Although very large sums of money are spent on the air war and advertising, money spent on the ground game can be very effective for voter mobilization (Enos & Fowler). In this case the ground game is individualized contacts, which can range from mail, phone calls and actually knocking on doors, rather than mass media. Although each contact may not have a large effect, there is evidence of significant aggregate effects of an effective ground campaign (Enos & Fowler)..
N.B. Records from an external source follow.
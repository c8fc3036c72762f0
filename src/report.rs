//! Human-readable report, standalone grid dump and a minimal JSON sidecar.
//! One call per phase; the CLI writes `<out_dir>/<instance>.{txt,grid,json}`.

use std::fmt::Write as _;
use std::fs;
use std::path::Path;

use anyhow::{Context, Result};
use serde::Serialize;

use crate::evaluator::Violations;
use crate::problem::{PeriodId, Problem, RoomId};
use crate::solution::Solution;
use crate::solver::HistoryRing;
use crate::utils::indent_lines;

/// `total_periods` rows of tab-separated room columns; each cell is a course
/// name or `-`. Used both inside the narrative report and as the standalone
/// `.grid` artifact.
pub fn grid_text(problem: &Problem, solution: &Solution) -> String {
    let mut out = String::new();
    for period_idx in 0..problem.total_periods() {
        let period = PeriodId::from_index(period_idx);
        let row: Vec<&str> = (0..problem.num_rooms())
            .map(|room_idx| {
                let room = RoomId::from_index(room_idx);
                match solution.get(period, room) {
                    Some(course) => problem.course(course).name.as_str(),
                    None => "-",
                }
            })
            .collect();
        writeln!(out, "{}", row.join("\t")).unwrap();
    }
    out
}

fn violation_breakdown(violations: &Violations) -> String {
    let mut out = String::new();
    writeln!(out, "r1  (lecture count off target):  {}", violations.r1).unwrap();
    writeln!(out, "r2t (teacher double-booked):      {}", violations.r2_teacher).unwrap();
    writeln!(out, "r2k (curriculum double-booked):   {}", violations.r2_curriculum).unwrap();
    writeln!(out, "r4  (teacher unavailable):        {}", violations.r4).unwrap();
    writeln!(out, "r5  (under minimum working days): {}", violations.r5).unwrap();
    writeln!(out, "r6  (isolated curriculum lecture):{}", violations.r6).unwrap();
    writeln!(out, "r7  (room capacity exceeded):     {}", violations.r7).unwrap();
    writeln!(out, "r8  (room instability):           {}", violations.r8).unwrap();
    writeln!(out, "r9  (teacher weekly day spread):  {}", violations.r9).unwrap();
    writeln!(out, "r10 (room type mismatch):         {}", violations.r10).unwrap();
    writeln!(out, "r11 (same course same day twice): {}", violations.r11).unwrap();
    out
}

/// The full narrative report: instance metadata, objective, per-constraint
/// counts, instance dumps, the grid render and the solver's in-memory log.
pub fn report_text(
    problem: &Problem,
    solution: &Solution,
    violations: &Violations,
    history: &HistoryRing,
    log: &str,
) -> String {
    let mut out = String::new();

    writeln!(out, "instance: {}", problem.name).unwrap();
    writeln!(
        out,
        "days: {}, periods_per_day: {}, rooms: {}, teachers: {}, courses: {}, curricula: {}",
        problem.days,
        problem.periods_per_day,
        problem.rooms.len(),
        problem.teachers.len(),
        problem.courses.len(),
        problem.curricula.len(),
    )
    .unwrap();

    writeln!(out, "\nobjective: {}", solution.fo).unwrap();

    out.push_str("\nviolations:\n");
    out.push_str(&indent_lines(&violation_breakdown(violations), 4));

    out.push_str("\ncourses:\n");
    out.push_str(&indent_lines(&format!("{:#?}", problem.courses), 4));

    out.push_str("\nrooms:\n");
    out.push_str(&indent_lines(&format!("{:#?}", problem.rooms), 4));

    out.push_str("\ncurricula:\n");
    out.push_str(&indent_lines(&format!("{:#?}", problem.curricula), 4));

    out.push_str("\ntimetable:\n");
    out.push_str(&indent_lines(&grid_text(problem, solution), 4));

    out.push_str("\nbest-improvement history (time_ms, fo):\n");
    for &(time_ms, fo) in history {
        writeln!(out, "    {time_ms}ms -> {fo}").unwrap();
    }

    out.push_str("\nsolver log:\n");
    out.push_str(&indent_lines(log, 4));

    out
}

/// Minimal machine-readable companion: just enough to script over without
/// re-parsing the narrative report.
#[derive(Debug, Serialize)]
pub struct ReportJson {
    pub instance: String,
    pub fo: i64,
    pub violations: Violations,
}

pub fn report_json(problem: &Problem, solution: &Solution, violations: &Violations) -> ReportJson {
    ReportJson {
        instance: problem.name.clone(),
        fo: solution.fo,
        violations: *violations,
    }
}

/// Writes `<out_dir>/<instance>.txt`, `.grid` and `.json`, creating `out_dir`
/// if needed.
pub fn write_phase_report(
    out_dir: &Path,
    problem: &Problem,
    solution: &Solution,
    violations: &Violations,
    history: &HistoryRing,
    log: &str,
) -> Result<()> {
    fs::create_dir_all(out_dir)
        .with_context(|| format!("failed to create output directory {}", out_dir.display()))?;

    let txt_path = out_dir.join(format!("{}.txt", problem.name));
    fs::write(&txt_path, report_text(problem, solution, violations, history, log))
        .with_context(|| format!("failed to write {}", txt_path.display()))?;

    let grid_path = out_dir.join(format!("{}.grid", problem.name));
    fs::write(&grid_path, grid_text(problem, solution))
        .with_context(|| format!("failed to write {}", grid_path.display()))?;

    let json_path = out_dir.join(format!("{}.json", problem.name));
    let json = serde_json::to_string_pretty(&report_json(problem, solution, violations))
        .context("failed to serialize report.json")?;
    fs::write(&json_path, json)
        .with_context(|| format!("failed to write {}", json_path.display()))?;

    Ok(())
}

#[cfg(test)]
mod tests {
    use super::*;
    use crate::problem::{Course, CourseId, Room, Teacher, TeacherId, UnavailabilityTable};

    fn tiny_problem() -> Problem {
        Problem {
            name: "toy".into(),
            days: 1,
            periods_per_day: 2,
            rooms: vec![Room { name: "R0".into(), capacity: 30, room_type: 1 }],
            teachers: vec![Teacher { name: "T0".into() }],
            courses: vec![Course {
                name: "C0".into(),
                teacher_id: TeacherId::from_index(0),
                lecture_count: 1,
                min_days: 1,
                student_count: 10,
                required_room_type: 1,
                curricula: vec![],
            }],
            curricula: vec![],
            unavailability: UnavailabilityTable::build(1, vec![]),
        }
    }

    #[test]
    fn grid_text_has_one_row_per_period_and_one_column_per_room() {
        let problem = tiny_problem();
        let mut solution = Solution::new_empty(&problem);
        solution.set(PeriodId::from_index(0), RoomId::from_index(0), Some(CourseId::from_index(0)));

        let text = grid_text(&problem, &solution);
        let lines: Vec<&str> = text.lines().collect();
        assert_eq!(lines.len(), problem.total_periods());
        assert_eq!(lines[0], "C0");
        assert_eq!(lines[1], "-");
    }

    #[test]
    fn report_text_includes_instance_name_and_objective() {
        let problem = tiny_problem();
        let mut solution = Solution::new_empty(&problem);
        solution.fo = 42;
        let violations = Violations::default();
        let history = HistoryRing::new();

        let text = report_text(&problem, &solution, &violations, &history, "log line\n");
        assert!(text.contains("instance: toy"));
        assert!(text.contains("objective: 42"));
        assert!(text.contains("log line"));
    }

    #[test]
    fn report_json_mirrors_solution_fo_and_violations() {
        let problem = tiny_problem();
        let mut solution = Solution::new_empty(&problem);
        solution.fo = 7;
        let mut violations = Violations::default();
        violations.r9 = 3;

        let json = report_json(&problem, &solution, &violations);
        assert_eq!(json.instance, "toy");
        assert_eq!(json.fo, 7);
        assert_eq!(json.violations.r9, 3);
    }
}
A complex infrastructure is required to run a large scale ground campaign in comparison to running ads. Once again, coronavirus makes this year different to previous election years. Traditional forms of the ground game, like knocking on doors have been reduced, and even offices that organize ground organizations are likely limited by the pandemic. Biden has invested less in the ground game amid the pandemic than candidates have in previous elections.
Demographics can also be useful for understanding how a certain population is likely to vote. In 2016, there was a positive correlation between the percentage of the state population which is white and republican two-party popular vote share.
The linear model is statistically significant,
R_pv2p = 0.658(white_pct) + 37.514 with t-values 4.672 and 4.386 for the intercept and slope, respectively (both > 2, so the null hypothesis that there is no correlation is rejected).
Although the ground game might be less prominent in this election year, how can demographic data potentially guide predictive models?
In 2016, polls were generally Democrat-biased, although they were generally as accurate as they had been in the past (538). In 2016 Trump dominated votes from white uneducated voters, which therefore may have been a demographic underrepresented in polling data.
A weighted ensemble using updated state poll aggregates from October 18th and Q2 unemployment rates can also include a model that uses the percentage of white people in a state in 2018 versus the historical Republican two-party vote share.
I have initially chosen the weighting of the ensemble based on various assumptions. As Nate Silver suggests, polls likely become more accurate closer to an election, so I have weighed recent polls most heavily in my model ([Silver])(https://fivethirtyeight.com/features/how-fivethirtyeights-2020-presidential-forecast-works-and-whats-different-because-of-covid-19/). Given the extreme unreliability of this year’s economic data for forecasts, I also have weighed the model based on white percentage of the population more heavily than the unemployment model. Demographics did not change dramatically because of COVID-19, so might provide a more constant factor to include in the final model.
This weighted ensemble predicts a Biden win with 305 electoral college votes, and Trump with 230.
For sensitivity analysis, I have chosen to give no weight to the unemployment rates, and instead compare how weighting the polling and demographic predictive models differently change the predicted outcome.
If polling is weighted more heavily, at 0.9 and demographics at 0.1, the predicted outcome is a narrow Biden win with 276 electoral college votes, and 259 for Trump.
If demographics (only white population proportion) are weighted more heavily, the electoral outcome is the same, with Biden winning 276 electoral college votes and Trump winning 259.
Because changing the weights in these models did nothing to the final outcome prediction, and given the unparalleled economic data of 2020, I would argue these models are likely better predictors than the initial model which included state unemployment rates.
However, the only state that flips using unemployment data is Florida. Without the unemployment data, the prediction outcomes for Florida are still extremely marginal, at a 50.068% popular vote share for Trump in the model relying on demographics, and a 50.14497% popular vote share for Trump in the model relying on polling.
In 2016 Trump won Florida also by a razor thin margin. It will be interesting to see how the election plays out in states like Florida that are likely to be won very narrowly in a year when mail in ballots and controversy might make election night more chaotic than normal.